# [Problem to solve]
Please copy each line of the records below that holds the word "when".
◇ ◇ ◇ ◇
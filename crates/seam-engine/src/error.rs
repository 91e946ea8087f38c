//! Error taxonomy for the patch engine.
//!
//! Three families, matching the three phases of a transaction:
//!
//! - [`ParseError`] (re-exported from seam-udiff): malformed diff text.
//!   Never touches the filesystem.
//! - [`GuardError`]: the diff does not match reality. Expected, frequent,
//!   recoverable; raised before any write occurs.
//! - [`CommitError`]: a write or validation failure after mutation started.
//!   Always surfaced after rollback has been attempted; `RollbackFailed` is
//!   the one fatal case where the tree may be partially modified.

use std::path::PathBuf;
use std::time::Duration;

use thiserror::Error;

pub use seam_udiff::ParseError;

/// Pre-flight rejection from the structural guard.
///
/// None of these imply any filesystem mutation: the guard is a pure
/// dry-run. They signal "the diff does not match reality", not a system
/// fault.
#[derive(Debug, Error)]
pub enum GuardError {
    /// A modify/delete patch targets a file that does not exist.
    #[error("target file does not exist: {path}")]
    MissingTarget { path: PathBuf },

    /// The target exists but is not UTF-8 text; binary patching is
    /// unsupported by design.
    #[error("cannot patch binary or non-UTF-8 file: {path}")]
    NonTextFile { path: PathBuf },

    /// The hunks' context/removed lines do not match the file on disk.
    /// This is the mechanism that prevents corrupting a file the diff
    /// producer had a stale view of.
    #[error("context mismatch in {path}: the diff does not match the file on disk")]
    ContextMismatch { path: PathBuf },

    /// The resolved target escapes the base directory.
    #[error("path escapes the workspace: {path}")]
    OutsideWorkspace { path: PathBuf },

    /// The target resolves to a directory or other non-regular file.
    #[error("target is not a regular file: {path}")]
    NotAFile { path: PathBuf },

    /// I/O failure while reading current content during the dry run.
    #[error("failed to read {path}: {source}")]
    Read {
        path: PathBuf,
        #[source]
        source: std::io::Error,
    },
}

/// Failure while committing an approved plan.
#[derive(Debug, Error)]
pub enum CommitError {
    /// Could not copy a target aside before mutating it. Raised before any
    /// target has been touched, so the tree is still unchanged.
    #[error("failed to back up {path}: {source}")]
    BackupFailed {
        path: PathBuf,
        #[source]
        source: std::io::Error,
    },

    /// A write or delete failed mid-commit; rollback was performed.
    #[error("failed to apply change to {path}: {source}")]
    WriteFailed {
        path: PathBuf,
        #[source]
        source: std::io::Error,
    },

    /// The post-apply validation command exited non-zero; rollback was
    /// performed.
    #[error("validation command failed with exit status {status}")]
    ValidationFailed {
        status: i32,
        stdout: String,
        stderr: String,
    },

    /// The post-apply validation command outlived its timeout; rollback was
    /// performed exactly as for a non-zero exit.
    #[error("validation command timed out after {timeout:?}")]
    ValidationTimeout { timeout: Duration },

    /// The validation command could not be launched at all.
    #[error("failed to run validation command: {source}")]
    ValidationIo {
        #[source]
        source: std::io::Error,
    },

    /// Rollback itself failed. Some files may be left partially applied.
    /// The original commit failure is preserved, never masked by rollback
    /// noise; `dirty_paths` lists every file that could not be restored and
    /// needs manual inspection.
    #[error(
        "ROLLBACK FAILED: working tree may be partially modified \
         ({} file(s) not restored); original failure: {original}",
        .dirty_paths.len()
    )]
    RollbackFailed {
        original: Box<CommitError>,
        dirty_paths: Vec<PathBuf>,
    },
}

/// Umbrella error for one `apply()` invocation.
#[derive(Debug, Error)]
pub enum EngineError {
    #[error(transparent)]
    Parse(#[from] ParseError),

    #[error(transparent)]
    Guard(#[from] GuardError),

    #[error(transparent)]
    Commit(#[from] CommitError),
}

impl EngineError {
    /// Whether the working tree is guaranteed byte-identical to its
    /// pre-transaction state despite this error.
    ///
    /// True for everything except a failed rollback, which callers must
    /// report loudly as a potential partial mutation.
    pub fn filesystem_unchanged(&self) -> bool {
        !matches!(
            self,
            EngineError::Commit(CommitError::RollbackFailed { .. })
        )
    }
}

#[cfg(test)]
mod tests {
    use super::*;

    #[test]
    fn test_rollback_failed_is_the_only_dirty_error() {
        let parse: EngineError = ParseError::Malformed("nope".into()).into();
        assert!(parse.filesystem_unchanged());

        let guard: EngineError = GuardError::ContextMismatch {
            path: PathBuf::from("f.py"),
        }
        .into();
        assert!(guard.filesystem_unchanged());

        let commit: EngineError = CommitError::ValidationFailed {
            status: 1,
            stdout: String::new(),
            stderr: String::new(),
        }
        .into();
        assert!(commit.filesystem_unchanged());

        let fatal: EngineError = CommitError::RollbackFailed {
            original: Box::new(CommitError::ValidationFailed {
                status: 1,
                stdout: String::new(),
                stderr: String::new(),
            }),
            dirty_paths: vec![PathBuf::from("f.py")],
        }
        .into();
        assert!(!fatal.filesystem_unchanged());
    }

    #[test]
    fn test_rollback_failed_message_preserves_original() {
        let err = CommitError::RollbackFailed {
            original: Box::new(CommitError::ValidationFailed {
                status: 2,
                stdout: String::new(),
                stderr: String::new(),
            }),
            dirty_paths: vec![PathBuf::from("a"), PathBuf::from("b")],
        };
        let msg = err.to_string();
        assert!(msg.contains("ROLLBACK FAILED"));
        assert!(msg.contains("2 file(s)"));
        assert!(msg.contains("exit status 2"));
    }
}
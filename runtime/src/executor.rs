//! One attempt at satisfying a request.
//!
//! An [`Executor`] is transient: the queue creates one per attempt, and a
//! reenqueued request always gets a fresh one after the prior executor has
//! fully retired. The executor performs the fetch (or cache probe), drives
//! the mapping/validation/postprocessing pipeline, commits the terminal
//! transition, and funnels every hook invocation through the
//! [`HookDispatcher`] indirection.
//!
//! Cancellation is cooperative: an in-flight transport call is never
//! forcibly aborted. The terminal commit itself observes cancellation intent
//! under the request's lifecycle lock and reroutes to `Canceled`, discarding
//! an already-completed fetch if necessary.

use crate::queue::ResponseCache;
use casewire_core::request::Commit;
use casewire_core::{Error, Hook, Mapper, Phase, Request, Transport};
use std::sync::Arc;

/// Decides *where* lifecycle hooks run; the executor decides *when*.
///
/// The default [`InlineDispatcher`] invokes hooks in the execution context
/// that drove the transition. Override this to marshal hooks onto another
/// context (a UI event loop or a dedicated callback task) without altering
/// firing order or the exactly-once guarantee.
pub trait HookDispatcher: Send + Sync {
    /// Invoke `hook` for `request`.
    fn dispatch(&self, request: &Request, hook: &Hook);
}

/// Dispatcher that invokes hooks in place.
#[derive(Debug, Clone, Copy, Default)]
pub struct InlineDispatcher;

impl HookDispatcher for InlineDispatcher {
    fn dispatch(&self, request: &Request, hook: &Hook) {
        hook(request);
    }
}

/// What the queue should do with the request after an attempt.
pub(crate) enum AttemptOutcome {
    /// The request reached a terminal state; retire its entry.
    Terminal,
    /// The request was put back (`Reenqueued`); dispatch it again later with
    /// a fresh executor.
    Reenqueue,
}

pub(crate) struct Executor {
    request: Request,
    transport: Arc<dyn Transport>,
    mapper: Arc<dyn Mapper>,
    dispatcher: Arc<dyn HookDispatcher>,
    cache: ResponseCache,
}

impl Executor {
    pub(crate) fn new(
        request: Request,
        transport: Arc<dyn Transport>,
        mapper: Arc<dyn Mapper>,
        dispatcher: Arc<dyn HookDispatcher>,
        cache: ResponseCache,
    ) -> Self {
        Self {
            request,
            transport,
            mapper,
            dispatcher,
            cache,
        }
    }

    /// Perform one attempt. The request is already `Running`: the queue
    /// claims the `Enqueued|Reenqueued -> Running` transition atomically with
    /// dispatch selection, so no two executors can ever hold a live attempt
    /// on the same request.
    #[tracing::instrument(
        skip(self),
        name = "executor_run",
        fields(request = %self.request.id(), attempt = self.request.attempt())
    )]
    pub(crate) async fn run(&self) -> AttemptOutcome {
        let request = &self.request;

        if request.cancel_requested() {
            self.finish_canceled(Error::Canceled);
            return AttemptOutcome::Terminal;
        }

        self.fire(Phase::BeforeStart);

        let descriptor = request.descriptor();
        let signature = descriptor.signature();
        let cached = if request.uses_cached_response() {
            self.cache.get(&signature)
        } else {
            None
        };

        let (raw, from_cache) = match cached {
            Some(bytes) => {
                tracing::debug!(request = %request.id(), "serving request from response cache");
                (bytes, true)
            }
            None => match self.transport.send(&descriptor).await {
                Ok(bytes) => (bytes, false),
                Err(transport_error) => {
                    tracing::debug!(
                        request = %request.id(),
                        error = %transport_error,
                        "transport call failed"
                    );
                    self.commit_failure(Error::Transport(transport_error));
                    return AttemptOutcome::Terminal;
                }
            },
        };

        if request.record_fetch(raw.clone(), from_cache).is_err() {
            return AttemptOutcome::Terminal;
        }

        let mapped = match self.mapper.map(&raw) {
            Ok(value) => value,
            Err(error) => {
                self.commit_failure(error);
                return AttemptOutcome::Terminal;
            }
        };
        if request.record_mapped(mapped.clone()).is_err() {
            return AttemptOutcome::Terminal;
        }

        let handler = request.handler();
        if let Err(error) = handler.validate(&mapped) {
            if !request.cancel_requested()
                && handler.should_reenqueue(&error, request.attempt())
                && request.reenqueue().is_ok()
            {
                tracing::debug!(
                    request = %request.id(),
                    error = %error,
                    "request reenqueued for another attempt"
                );
                return AttemptOutcome::Reenqueue;
            }
            self.commit_failure(error);
            return AttemptOutcome::Terminal;
        }

        if !from_cache && request.uses_cached_response() {
            self.cache.insert(signature, raw);
        }

        let processed = handler.process(&mapped);
        match request.complete(processed) {
            Ok(Commit::Landed) => {
                self.fire(Phase::Success);
                self.fire(Phase::Ended);
            }
            // The fetch succeeded but the caller no longer wants it; the
            // commit observed the intent and landed in `Canceled`.
            Ok(Commit::RoutedToCancel) => {
                self.fire(Phase::Cancel);
                self.fire(Phase::Ended);
            }
            Err(_) => {}
        }
        AttemptOutcome::Terminal
    }

    /// Commit a failure. The commit itself reroutes to `Canceled` when
    /// cancellation intent was set while the attempt was in flight.
    fn commit_failure(&self, error: Error) {
        match self.request.fail(error) {
            Ok(Commit::Landed) => {
                self.fire(Phase::Failure);
                self.fire(Phase::Ended);
            }
            Ok(Commit::RoutedToCancel) => {
                self.fire(Phase::Cancel);
                self.fire(Phase::Ended);
            }
            Err(_) => {}
        }
    }

    fn finish_canceled(&self, error: Error) {
        if self.request.cancel_terminal(error).is_ok() {
            self.fire(Phase::Cancel);
            self.fire(Phase::Ended);
        }
    }

    fn fire(&self, phase: Phase) {
        if let Some(hook) = self.request.capture_hook(phase) {
            self.dispatcher.dispatch(&self.request, &hook);
        }
    }
}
◇ ◇ ◇ ◇
# [Problem solution]
/// Decides *where* lifecycle hooks run; the executor decides *when*.
    /// Commit a failure. The commit itself reroutes to `Canceled` when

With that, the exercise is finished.